Global Footprint Network chief executive Mathis Wackernagel said: "As we mark Earth overshoot day, today may seem no different from yesterday - you still have the same food in your refrigerator".

Every year, The Global Footprint Network (GFN) calculates how much of the Earth's resources humans use, from water to air, and the day each year when humans overshoots the planet's ability to annually regenerate itself.

"We use more ecological resources and services than nature can regenerate through over-fishing, over-harvesting forests, and emitting more carbon dioxide into the atmosphere than ecosystems can absorb", the environmental advocates explain on their website.

Other ways to address the overshoot include reducing meat consumption, developing wildlife-friendly renewable energy sources and universal access to birth control and family planning, the Center for Biological Diversity said. Cape Town in South Africa is only a year away from running out of water, and many cities in India have already reached that state.
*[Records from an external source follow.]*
// Copyright (c) The gallio-rs Contributors
// SPDX-License-Identifier: MIT OR Apache-2.0

//! Summary statistics about test execution.

use crate::report::TestStepRun;
use indexmap::IndexMap;
use serde::{Deserialize, Serialize};
use std::collections::BTreeMap;
use std::fmt::Write;

/// The pass/fail/inconclusive/skip classification of a test result.
#[derive(Clone, Copy, Debug, Default, Eq, Hash, PartialEq, Serialize, Deserialize)]
#[serde(rename_all = "camelCase")]
pub enum TestStatus {
    /// The test ran and passed.
    Passed,
    /// The test ran and failed.
    Failed,
    /// The test ran but did not produce a definite result.
    #[default]
    Inconclusive,
    /// The test did not run.
    Skipped,
}

impl TestStatus {
    /// Returns the lowercase display name of the status.
    pub fn as_str(self) -> &'static str {
        match self {
            Self::Passed => "passed",
            Self::Failed => "failed",
            Self::Inconclusive => "inconclusive",
            Self::Skipped => "skipped",
        }
    }
}

/// A test outcome: a [`TestStatus`] with an optional refining category such
/// as `"timeout"` or `"ignored"`.
#[derive(Clone, Debug, Default, Eq, Hash, PartialEq, Serialize, Deserialize)]
pub struct TestOutcome {
    /// The overall status.
    #[serde(rename = "@status")]
    pub status: TestStatus,

    /// An optional category refining the status, e.g. `"timeout"` for a
    /// failed test that exceeded its time limit.
    #[serde(rename = "@category", default, skip_serializing_if = "Option::is_none")]
    pub category: Option<String>,
}

impl TestOutcome {
    /// Creates an outcome with no category.
    pub fn new(status: TestStatus) -> Self {
        Self {
            status,
            category: None,
        }
    }

    /// Creates a passed outcome.
    pub fn passed() -> Self {
        Self::new(TestStatus::Passed)
    }

    /// Creates a failed outcome.
    pub fn failed() -> Self {
        Self::new(TestStatus::Failed)
    }

    /// Creates an inconclusive outcome.
    pub fn inconclusive() -> Self {
        Self::new(TestStatus::Inconclusive)
    }

    /// Creates a skipped outcome.
    pub fn skipped() -> Self {
        Self::new(TestStatus::Skipped)
    }

    /// Sets the category, consuming self.
    pub fn with_category(mut self, category: impl Into<String>) -> Self {
        self.category = Some(category.into());
        self
    }
}

/// Counters summarizing test execution results.
///
/// Assert count and duration use max-aggregation: parent steps publish
/// results that already include their children's contributions, so the root
/// step carries the final tally. All other counters accumulate additively.
#[derive(Clone, Debug, Default, PartialEq, Serialize, Deserialize)]
pub struct Statistics {
    /// The number of assertions evaluated.
    #[serde(rename = "@assertCount", default)]
    pub assert_count: u64,

    /// The total duration of summarized tests in seconds.
    #[serde(rename = "@duration", default)]
    pub duration: f64,

    /// The number of test cases that were run (passed, failed or
    /// inconclusive, but not skipped).
    #[serde(rename = "@runCount", default)]
    pub run_count: u64,

    /// The number of test cases that ran and passed.
    #[serde(rename = "@passedCount", default)]
    pub passed_count: u64,

    /// The number of test cases that ran and failed.
    #[serde(rename = "@failedCount", default)]
    pub failed_count: u64,

    /// The number of test cases that ran and were inconclusive.
    #[serde(rename = "@inconclusiveCount", default)]
    pub inconclusive_count: u64,

    /// The number of test cases that did not run.
    #[serde(rename = "@skippedCount", default)]
    pub skipped_count: u64,

    /// The total number of test cases.
    #[serde(rename = "@testCount", default)]
    pub test_count: u64,

    /// The total number of test steps.
    #[serde(rename = "@stepCount", default)]
    pub step_count: u64,

    /// Counts keyed by the full outcome (status plus category).
    #[serde(
        rename = "outcomeSummaries",
        with = "outcome_summaries_serde",
        default,
        skip_serializing_if = "IndexMap::is_empty"
    )]
    outcome_counts: IndexMap<TestOutcome, u64>,
}

impl Statistics {
    /// Creates an empty statistics record.
    pub fn new() -> Self {
        Self::default()
    }

    /// Returns the number of tests with the given outcome.
    pub fn outcome_count(&self, outcome: &TestOutcome) -> u64 {
        self.outcome_counts.get(outcome).copied().unwrap_or(0)
    }

    /// Sets the number of tests with the given outcome.
    pub fn set_outcome_count(&mut self, outcome: TestOutcome, count: u64) {
        self.outcome_counts.insert(outcome, count);
    }

    /// Returns the outcome counters in insertion order.
    pub fn outcome_counts(&self) -> impl Iterator<Item = (&TestOutcome, u64)> {
        self.outcome_counts.iter().map(|(k, v)| (k, *v))
    }

    /// Accumulates the statistics of a test step run.
    ///
    /// Increments the step count unconditionally; for test cases also
    /// increments the test count and records the outcome.
    pub fn merge_step_statistics(&mut self, step_run: &TestStepRun) {
        // Assert count and duration are pre-aggregated: parents include
        // their children's values, so the root tally is the largest seen.
        self.assert_count = self.assert_count.max(step_run.result.assert_count);
        self.duration = self.duration.max(step_run.result.duration);

        self.step_count += 1;

        if !step_run.step.is_test_case {
            return;
        }

        self.test_count += 1;
        self.add_outcome(step_run.result.outcome.clone());
    }

    /// Updates the outcome counters with the outcome of one test case.
    ///
    /// Does not update the test or step count. The run count covers passed,
    /// failed and inconclusive tests but not skipped ones.
    pub fn add_outcome(&mut self, outcome: TestOutcome) {
        match outcome.status {
            TestStatus::Skipped => {
                self.skipped_count += 1;
            }
            TestStatus::Passed => {
                self.passed_count += 1;
                self.run_count += 1;
            }
            TestStatus::Inconclusive => {
                self.inconclusive_count += 1;
                self.run_count += 1;
            }
            TestStatus::Failed => {
                self.failed_count += 1;
                self.run_count += 1;
            }
        }

        *self.outcome_counts.entry(outcome).or_insert(0) += 1;
    }

    /// Merges another statistics record into this one.
    ///
    /// Assert count and duration take the max of the two records; all other
    /// counters, including per-outcome counts, are summed.
    pub fn merge_with(&mut self, other: &Statistics) {
        self.assert_count = self.assert_count.max(other.assert_count);
        self.duration = self.duration.max(other.duration);

        self.run_count += other.run_count;
        self.passed_count += other.passed_count;
        self.failed_count += other.failed_count;
        self.inconclusive_count += other.inconclusive_count;
        self.skipped_count += other.skipped_count;
        self.test_count += other.test_count;
        self.step_count += other.step_count;

        for (outcome, count) in &other.outcome_counts {
            *self.outcome_counts.entry(outcome.clone()).or_insert(0) += count;
        }
    }

    /// Formats a single line of text summarizing test case results, e.g.
    /// `"3 run, 2 passed, 1 failed, 0 inconclusive, 0 skipped"`.
    ///
    /// Categorized outcome counts are appended in parentheses after the
    /// status they refine, sorted by category name.
    pub fn format_test_case_result_summary(&self) -> String {
        let mut out = String::new();

        write!(out, "{} run, ", self.run_count).expect("writing to a String cannot fail");

        write!(out, "{} passed", self.passed_count).expect("writing to a String cannot fail");
        self.append_categorized_counts(&mut out, TestStatus::Passed);
        out.push_str(", ");

        write!(out, "{} failed", self.failed_count).expect("writing to a String cannot fail");
        self.append_categorized_counts(&mut out, TestStatus::Failed);
        out.push_str(", ");

        write!(out, "{} inconclusive", self.inconclusive_count)
            .expect("writing to a String cannot fail");
        self.append_categorized_counts(&mut out, TestStatus::Inconclusive);
        out.push_str(", ");

        write!(out, "{} skipped", self.skipped_count).expect("writing to a String cannot fail");
        self.append_categorized_counts(&mut out, TestStatus::Skipped);

        out
    }

    fn append_categorized_counts(&self, out: &mut String, status: TestStatus) {
        // BTreeMap sorts categories by name.
        let category_counts: BTreeMap<&str, u64> = self
            .outcome_counts
            .iter()
            .filter(|(outcome, _)| outcome.status == status)
            .filter_map(|(outcome, count)| {
                outcome.category.as_deref().map(|category| (category, *count))
            })
            .collect();

        if category_counts.is_empty() {
            return;
        }

        out.push_str(" (");
        let mut first = true;
        for (category, count) in category_counts {
            if !first {
                out.push_str(", ");
            }
            first = false;
            write!(out, "{count} {category}").expect("writing to a String cannot fail");
        }
        out.push(')');
    }
}

/// Serializes the outcome-count map as a `<outcomeSummaries>` element
/// containing one `<outcomeSummary>` per distinct outcome.
mod outcome_summaries_serde {
    use super::TestOutcome;
    use indexmap::IndexMap;
    use serde::{Deserialize, Deserializer, Serialize, Serializer};

    #[derive(Serialize, Deserialize)]
    struct OutcomeSummaries {
        #[serde(rename = "outcomeSummary", default)]
        summaries: Vec<OutcomeSummary>,
    }

    // Attribute fields must precede element fields for XML serialization.
    #[derive(Serialize, Deserialize)]
    struct OutcomeSummary {
        #[serde(rename = "@count")]
        count: u64,
        outcome: TestOutcome,
    }

    pub(super) fn serialize<S: Serializer>(
        counts: &IndexMap<TestOutcome, u64>,
        serializer: S,
    ) -> Result<S::Ok, S::Error> {
        let summaries = OutcomeSummaries {
            summaries: counts
                .iter()
                .map(|(outcome, count)| OutcomeSummary {
                    outcome: outcome.clone(),
                    count: *count,
                })
                .collect(),
        };
        summaries.serialize(serializer)
    }

    pub(super) fn deserialize<'de, D: Deserializer<'de>>(
        deserializer: D,
    ) -> Result<IndexMap<TestOutcome, u64>, D::Error> {
        let summaries = OutcomeSummaries::deserialize(deserializer)?;
        Ok(summaries
            .summaries
            .into_iter()
            .map(|summary| (summary.outcome, summary.count))
            .collect())
    }
}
The earth pays the price of overusing natural resources of the world and each individual has a duty to stop it. Climate change, wildfires, untimely and unnatural rain fall, excessive heat, drought and floods are all the results of the over usage of natural resources.

He likened the world's economies to using Earth's future resources to operate in the present and creating a deeper ecological debt.

"These are the consequences of busting the ecological budget of our one and only planet".

If we cut our food waste in half, improved our efficiency in food production and consumed world-average calories, we would move the overshoot date back 38 days. This year, Overshoot Day came the earliest since 1970, when calculations began, namely on August 1st.

The network also said rethinking energy systems and having one less child would save another 93 and 30 days respectively. The day marks the annual point where humans reportedly use up more resources than the Earth can produce during that year.